Assim que nos notaram, as columbas voaram em um turbilhão caótico de penas brancas e piados.

– O que elas estão dizendo? – Kadi me perguntou, enquanto meu tradutor só se deparava só com barulhos fora da sua base de dados.

Algumas das criaturas pousaram nas nossas cabeça como se para fazer ninhos e cavaram nossa pele com suas garras. Senti minha mente ser invadida por agulhas que pareceram beliscar meu cérebro e tentei me desvencilhar, mas elas só se soltaram de nós e voaram em debandada depois de conseguirem o que queriam. Encarei Kadi, que tinha a mesma interrogação no rosto que eu.

Quando uma columba com asas maiores do que as demais emergiu da pequena mansão com suas penas prateadas reluzindo ao sol, eu soube que ela era aquela que nos sentenciaria. Seu corpo flutuou em nossa direção como se o ar fosse seu servo até parar diante de mim, os olhos de coruja me estudando como se houvesse tanto para saber.

– O que querem no nosso mundo? – Ela sussurrou na nossa língua humana, aprendida instantaneamente como se sempre tivesse sido sua... Provavelmente porque tinha copiado das mentes daqueles que sempre a tiveram.

Encarei Kadi, sem saber o que responder.
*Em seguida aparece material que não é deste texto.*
//! Growth mesh triangulation
//!
//! The HairGL renderer interpolates extra strands across triangles spanned by
//! guide roots. Those triangles come from a 2D Delaunay triangulation of the
//! roots' XY projection. Triangle indices refer to root order, which is also
//! guide strand order in the vertex buffer.

use spade::{DelaunayTriangulation, Point2, Triangulation};

use crate::error::{ConvertError, Result};
use crate::hair::{RootPoint, Triangle};

/// Delaunay-triangulate root points.
///
/// Triangles are counter-clockwise. Fails when fewer than three roots are
/// given, when all roots are collinear, or when two roots coincide (the
/// duplicate would have no vertex of its own and shift every later index).
pub fn triangulate_roots(roots: &[RootPoint]) -> Result<Vec<Triangle>> {
    if roots.len() < 3 {
        return Err(ConvertError::Geometry(format!(
            "{} root point(s), at least 3 are needed to triangulate",
            roots.len()
        )));
    }

    let mut triangulation: DelaunayTriangulation<Point2<f64>> = DelaunayTriangulation::new();
    for (k, root) in roots.iter().enumerate() {
        let handle = triangulation
            .insert(Point2::new(root.x as f64, root.y as f64))
            .map_err(|e| {
                ConvertError::Geometry(format!(
                    "root {} at ({}, {}) rejected: {:?}",
                    k, root.x, root.y, e
                ))
            })?;
        if handle.index() != k {
            return Err(ConvertError::Geometry(format!(
                "root {} at ({}, {}) coincides with root {}",
                k,
                root.x,
                root.y,
                handle.index()
            )));
        }
    }

    if triangulation.num_inner_faces() == 0 {
        return Err(ConvertError::Geometry(format!(
            "all {} root points are collinear",
            roots.len()
        )));
    }

    let triangles = triangulation
        .inner_faces()
        .map(|face| {
            let [a, b, c] = face.vertices();
            Triangle([
                a.fix().index() as u32,
                b.fix().index() as u32,
                c.fix().index() as u32,
            ])
        })
        .collect();
    Ok(triangles)
}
A verdade não era uma opção.

– Queremos... Conhecê-lo. – Tentei, sentindo no ar o cheiro da minha mentira. Será que columbas conseguiam percebê-lo também?

A líder se aproximou de mim, me avaliando com um escrutínio tão profundo que achei que estivesse chegando nas minhas vísceras, e, quando pensou que sabia de mim tudo que precisava, tomou sua decisão:

– Então sejam bem-vindos! – Quando soltei o ar preso no meus pulmões meu alívio soprou suas penas. – Hoje faremos um banquete!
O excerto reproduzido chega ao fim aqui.